▶ DATASET:
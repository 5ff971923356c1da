//! Parsing of ripgrep's `--json` event stream into [`FileMatches`].
//!
//! Events are consumed by a two-state machine: outside any file section, or
//! inside the section opened by a `begin` event. `match` events add records
//! to the open section and `end` closes it.

use serde::Deserialize;
use serde_json::Value;

use super::model::{FileMatches, MatchRecord, SearchFailure, SearchOutcome};

/// Turn a finished tool run into a search outcome.
///
/// A non-zero exit whose output is a summary with all-zero statistics is how
/// ripgrep reports "searched, found nothing"; it yields an empty match list.
pub fn parse_output(code: i32, output: &str, command: &[String]) -> SearchOutcome {
    if code == 0 {
        return SearchOutcome::Matches(parse_events(output));
    }

    if is_empty_summary(output) {
        return SearchOutcome::Matches(Vec::new());
    }

    SearchOutcome::Failed(SearchFailure {
        code,
        command: command.to_vec(),
        message: output.to_string(),
    })
}

/// Parse a stream of JSON events into per-file match lists.
pub fn parse_events(output: &str) -> Vec<FileMatches> {
    let mut parser = EventParser::default();
    for line in output.lines() {
        parser.feed_line(line);
    }
    parser.finish()
}

/// Codepoint position of `byte_offset` within `line`.
///
/// Offsets past the end clamp to the line length. An offset inside a
/// multi-byte codepoint counts only the codepoints that end before it.
pub fn char_offset(line: &str, byte_offset: usize) -> usize {
    if byte_offset >= line.len() {
        return line.chars().count();
    }
    line.char_indices()
        .take_while(|(idx, _)| *idx < byte_offset)
        .count()
        - usize::from(!line.is_char_boundary(byte_offset))
}

#[derive(Debug, Default)]
enum ParseState {
    #[default]
    Outside,
    InFile {
        path: String,
        matches: Vec<MatchRecord>,
    },
}

/// Incremental consumer of ripgrep JSON lines.
#[derive(Debug, Default)]
pub struct EventParser {
    state: ParseState,
    files: Vec<FileMatches>,
}

impl EventParser {
    pub fn new() -> Self {
        Self::default()
    }

    /// Consume one line of tool output.
    pub fn feed_line(&mut self, line: &str) {
        let line = line.trim();
        if line.is_empty() {
            return;
        }

        let raw: RawEvent = match serde_json::from_str(line) {
            Ok(raw) => raw,
            Err(e) => {
                tracing::warn!(error = %e, "skipping malformed search event");
                return;
            }
        };

        match raw.kind.as_str() {
            "begin" => self.on_begin(raw.data),
            "match" => self.on_match(raw.data),
            "end" => self.on_end(),
            _ => {}
        }
    }

    /// Flush any section left open and return the collected files.
    pub fn finish(mut self) -> Vec<FileMatches> {
        self.close_section();
        self.files
    }

    fn on_begin(&mut self, data: Value) {
        // A begin without a matching end closes the previous section
        self.close_section();

        let begin: BeginData = match serde_json::from_value(data) {
            Ok(begin) => begin,
            Err(e) => {
                tracing::warn!(error = %e, "skipping malformed begin event");
                return;
            }
        };
        let Some(path) = begin.path.text else {
            tracing::warn!("skipping file with non UTF-8 path");
            return;
        };

        self.state = ParseState::InFile {
            path,
            matches: Vec::new(),
        };
    }

    fn on_match(&mut self, data: Value) {
        let ParseState::InFile { path, matches } = &mut self.state else {
            tracing::warn!("match event outside of a file section");
            return;
        };

        let event: MatchData = match serde_json::from_value(data) {
            Ok(event) => event,
            Err(e) => {
                tracing::warn!(path = %path, error = %e, "skipping malformed match event");
                return;
            }
        };
        let Some(line) = event.lines.text else {
            tracing::warn!(path = %path, line = event.line_number, "skipping non UTF-8 line");
            return;
        };

        for sub in event.submatches {
            let start = sub.start.min(line.len());
            let end = sub.end.clamp(start, line.len());
            matches.push(MatchRecord {
                matched: sub.matched.text.unwrap_or_default(),
                start,
                end,
                start_char: char_offset(&line, start),
                end_char: char_offset(&line, end),
                line_number: event.line_number,
                absolute_offset: event.absolute_offset,
                line: line.clone(),
                replacement: None,
            });
        }
    }

    fn on_end(&mut self) {
        if matches!(self.state, ParseState::Outside) {
            tracing::warn!("end event outside of a file section");
        }
        self.close_section();
    }

    fn close_section(&mut self) {
        if let ParseState::InFile { path, matches } = std::mem::take(&mut self.state) {
            self.files.push(FileMatches { path, matches });
        }
    }
}

fn is_empty_summary(output: &str) -> bool {
    let Ok(raw) = serde_json::from_str::<RawEvent>(output.trim()) else {
        return false;
    };
    if raw.kind != "summary" {
        return false;
    }
    match serde_json::from_value::<SummaryData>(raw.data) {
        Ok(summary) => summary.stats.is_empty(),
        Err(_) => false,
    }
}

#[derive(Debug, Deserialize)]
struct RawEvent {
    #[serde(rename = "type")]
    kind: String,
    #[serde(default)]
    data: Value,
}

/// ripgrep's "arbitrary data": UTF-8 text, or base64 `bytes` otherwise.
#[derive(Debug, Default, Deserialize)]
struct ArbitraryData {
    #[serde(default)]
    text: Option<String>,
}

#[derive(Debug, Deserialize)]
struct BeginData {
    path: ArbitraryData,
}

#[derive(Debug, Deserialize)]
struct MatchData {
    lines: ArbitraryData,
    #[serde(default)]
    line_number: usize,
    #[serde(default)]
    absolute_offset: u64,
    #[serde(default)]
    submatches: Vec<SubMatch>,
}

#[derive(Debug, Deserialize)]
struct SubMatch {
    #[serde(rename = "match")]
    matched: ArbitraryData,
    start: usize,
    end: usize,
}

#[derive(Debug, Deserialize)]
struct SummaryData {
    stats: Stats,
}

#[derive(Debug, Deserialize)]
struct Stats {
    searches: u64,
    searches_with_match: u64,
    matches: u64,
    matched_lines: u64,
}

impl Stats {
    fn is_empty(&self) -> bool {
        self.searches == 0
            && self.searches_with_match == 0
            && self.matches == 0
            && self.matched_lines == 0
    }
}


#[cfg(test)]
mod proptests {
    use super::char_offset;
    use proptest::prelude::*;

    proptest! {
        #[test]
        fn char_offset_counts_prefix_codepoints(line in "\\PC{0,40}", pick in any::<prop::sample::Index>()) {
            let boundaries: Vec<usize> = line
                .char_indices()
                .map(|(idx, _)| idx)
                .chain(std::iter::once(line.len()))
                .collect();
            let byte = boundaries[pick.index(boundaries.len())];
            prop_assert_eq!(char_offset(&line, byte), line[..byte].chars().count());
        }

        #[test]
        fn char_offset_is_monotonic(line in "\\PC{0,40}") {
            let mut previous = 0;
            for byte in 0..=line.len() + 2 {
                let current = char_offset(&line, byte);
                prop_assert!(current >= previous);
                prop_assert!(current <= byte);
                previous = current;
            }
        }
    }
}
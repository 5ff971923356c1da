//! Translation of search options into a ripgrep command line.
//!
//! The JSON output format is described by the `grep-printer` crate's `JSON`
//! printer: one event per line, tagged `begin`, `match`, `context`, `end` or
//! `summary`.

use serde::Deserialize;

use super::errors::SearchError;

/// Default number of matching lines reported per file.
pub const DEFAULT_MAX_COUNT: i64 = 100;

/// A search request as received from a caller.
#[derive(Debug, Clone, PartialEq, Eq, Deserialize)]
pub struct SearchOptions {
    pub query: String,
    /// Folder to search in, relative to the service root
    #[serde(default)]
    pub path: String,
    #[serde(default)]
    pub case_sensitive: bool,
    #[serde(default)]
    pub whole_word: bool,
    /// Globs a file must match (at least one) to be searched
    #[serde(default)]
    pub include: Vec<String>,
    /// Globs that exclude a file from the search
    #[serde(default)]
    pub exclude: Vec<String>,
    #[serde(default)]
    pub use_regex: bool,
    /// Maximum number of matching lines per file
    #[serde(default = "default_max_count")]
    pub max_count: i64,
}

fn default_max_count() -> i64 {
    DEFAULT_MAX_COUNT
}

impl SearchOptions {
    /// Literal, case-insensitive search over the whole root.
    pub fn new(query: impl Into<String>) -> Self {
        Self {
            query: query.into(),
            path: String::new(),
            case_sensitive: false,
            whole_word: false,
            include: Vec::new(),
            exclude: Vec::new(),
            use_regex: false,
            max_count: DEFAULT_MAX_COUNT,
        }
    }

    pub fn in_path(mut self, path: impl Into<String>) -> Self {
        self.path = path.into();
        self
    }

    pub fn case_sensitive(mut self, yes: bool) -> Self {
        self.case_sensitive = yes;
        self
    }

    pub fn whole_word(mut self, yes: bool) -> Self {
        self.whole_word = yes;
        self
    }

    pub fn regex(mut self, yes: bool) -> Self {
        self.use_regex = yes;
        self
    }

    pub fn include(mut self, glob: impl Into<String>) -> Self {
        self.include.push(glob.into());
        self
    }

    pub fn exclude(mut self, glob: impl Into<String>) -> Self {
        self.exclude.push(glob.into());
        self
    }

    pub fn max_count(mut self, max_count: i64) -> Self {
        self.max_count = max_count;
        self
    }
}

/// Build the argument vector for `program` (normally `rg`).
///
/// Include and exclude globs may be combined: ripgrep then searches files
/// matching at least one include glob and none of the exclude globs.
pub fn build_command(program: &str, options: &SearchOptions) -> Result<Vec<String>, SearchError> {
    if options.max_count < 0 {
        return Err(SearchError::invalid_options(format!(
            "max_count must not be negative, got {}",
            options.max_count
        )));
    }

    let mut command = vec![
        program.to_string(),
        "--json".to_string(),
        "--max-count".to_string(),
        options.max_count.to_string(),
    ];

    if !options.use_regex {
        command.push("--fixed-strings".to_string());
    }
    if !options.case_sensitive {
        command.push("--ignore-case".to_string());
    }
    if options.whole_word {
        command.push("--word-regexp".to_string());
    }

    for glob in &options.include {
        command.push("-g".to_string());
        command.push(glob.clone());
    }
    for glob in &options.exclude {
        command.push("-g".to_string());
        command.push(format!("!{glob}"));
    }

    // Queries starting with '-' must not be read as flags
    command.push("--".to_string());
    command.push(options.query.clone());

    Ok(command)
}

#[cfg(test)]
mod tests {
    use super::*;

    fn build(options: &SearchOptions) -> Vec<String> {
        build_command("rg", options).unwrap()
    }

    #[test]
    fn test_default_command() {
        let command = build(&SearchOptions::new("strange"));
        assert_eq!(
            command,
            vec![
                "rg",
                "--json",
                "--max-count",
                "100",
                "--fixed-strings",
                "--ignore-case",
                "--",
                "strange"
            ]
        );
    }

    #[test]
    fn test_regex_case_sensitive_whole_word() {
        let options = SearchOptions::new("str.*")
            .regex(true)
            .case_sensitive(true)
            .whole_word(true);
        let command = build(&options);
        assert!(!command.contains(&"--fixed-strings".to_string()));
        assert!(!command.contains(&"--ignore-case".to_string()));
        assert!(command.contains(&"--word-regexp".to_string()));
    }

    #[test]
    fn test_include_and_exclude_together() {
        let options = SearchOptions::new("x")
            .include("*_sub.txt")
            .include("*.md")
            .exclude("*_1.txt");
        let command = build(&options);
        let globs: Vec<&str> = command
            .windows(2)
            .filter(|w| w[0] == "-g")
            .map(|w| w[1].as_str())
            .collect();
        assert_eq!(globs, vec!["*_sub.txt", "*.md", "!*_1.txt"]);
    }

    #[test]
    fn test_dash_query_follows_separator() {
        let command = build(&SearchOptions::new("-foo"));
        let n = command.len();
        assert_eq!(command[n - 2], "--");
        assert_eq!(command[n - 1], "-foo");
    }

    #[test]
    fn test_negative_max_count_rejected() {
        let result = build_command("rg", &SearchOptions::new("x").max_count(-1));
        assert!(matches!(result, Err(SearchError::InvalidOptions { .. })));
    }

    #[test]
    fn test_custom_program_and_max_count() {
        let command = build_command("/opt/bin/rg", &SearchOptions::new("x").max_count(7)).unwrap();
        assert_eq!(command[0], "/opt/bin/rg");
        assert_eq!(&command[2..4], &["--max-count".to_string(), "7".to_string()]);
    }

    #[test]
    fn test_options_deserialize_defaults() {
        let options: SearchOptions = serde_json::from_str(r#"{"query": "hi"}"#).unwrap();
        assert_eq!(options, SearchOptions::new("hi"));
    }
}
//! Search over a directory tree by delegating to ripgrep.
//!
//! The pipeline is: [`build_command`] turns [`SearchOptions`] into an argument
//! vector, [`SearchSupervisor`] runs it (cancelling any search still in
//! flight) through a [`ProcessRunner`], and [`parse_output`] turns the JSON
//! event stream into per-file [`MatchRecord`]s with codepoint offsets.

pub mod command;
pub mod errors;
pub mod model;
pub mod parser;
pub mod process;
pub mod supervisor;

pub use command::{build_command, SearchOptions, DEFAULT_MAX_COUNT};
pub use errors::SearchError;
pub use model::{FileMatches, MatchRecord, SearchFailure, SearchOutcome};
pub use parser::{char_offset, parse_events, parse_output, EventParser};
pub use process::{ProcessOutput, ProcessRunner, MAX_LOG_OUTPUT};
pub use supervisor::SearchSupervisor;
use std::path::PathBuf;
use thiserror::Error;

use crate::safety::SafetyError;

#[derive(Error, Debug)]
pub enum ReplaceError {
    #[error("File not found: {0}")]
    NotFound(PathBuf),

    #[error("Line {line_number} is out of range (file has {line_count} lines)")]
    LineOutOfRange {
        line_number: usize,
        line_count: usize,
    },

    #[error("Invalid byte range on line {line_number}: [{start}, {end}) in line of length {line_len}")]
    InvalidByteRange {
        line_number: usize,
        start: usize,
        end: usize,
        line_len: usize,
    },

    #[error("Overlapping replacements on line {line_number}: [{start}, ..) begins before {previous_end}")]
    Overlap {
        line_number: usize,
        start: usize,
        previous_end: usize,
    },

    #[error("Replacement on line {line_number} would create malformed UTF-8")]
    InvalidUtf8Edit { line_number: usize },

    #[error("Invalid replace pattern: {0}")]
    InvalidPattern(#[from] regex::Error),

    #[error("Checkpoint failed: {0}")]
    Checkpoint(#[from] CheckpointError),

    #[error(transparent)]
    Safety(SafetyError),

    #[error("File I/O error: {0}")]
    Io(#[from] std::io::Error),
}

impl From<SafetyError> for ReplaceError {
    fn from(error: SafetyError) -> Self {
        match error {
            SafetyError::Resolve { path, source }
                if source.kind() == std::io::ErrorKind::NotFound =>
            {
                ReplaceError::NotFound(path)
            }
            other => ReplaceError::Safety(other),
        }
    }
}

#[derive(Error, Debug)]
pub enum CheckpointError {
    #[error("No checkpoint exists for {0}")]
    Missing(PathBuf),

    #[error("Cannot checkpoint {0}: not a regular file")]
    NotAFile(PathBuf),

    #[error("Checkpoint I/O error for {path}: {source}")]
    Io {
        path: PathBuf,
        #[source]
        source: std::io::Error,
    },
}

▶ TASK: Only the lines above that hold "files" are wanted. Show every one of them.

▶ SOLVED PROBLEM:
    files: Vec<FileMatches>,
    /// Flush any section left open and return the collected files.
        self.files
            self.files.push(FileMatches { path, matches });
/// Include and exclude globs may be combined: ripgrep then searches files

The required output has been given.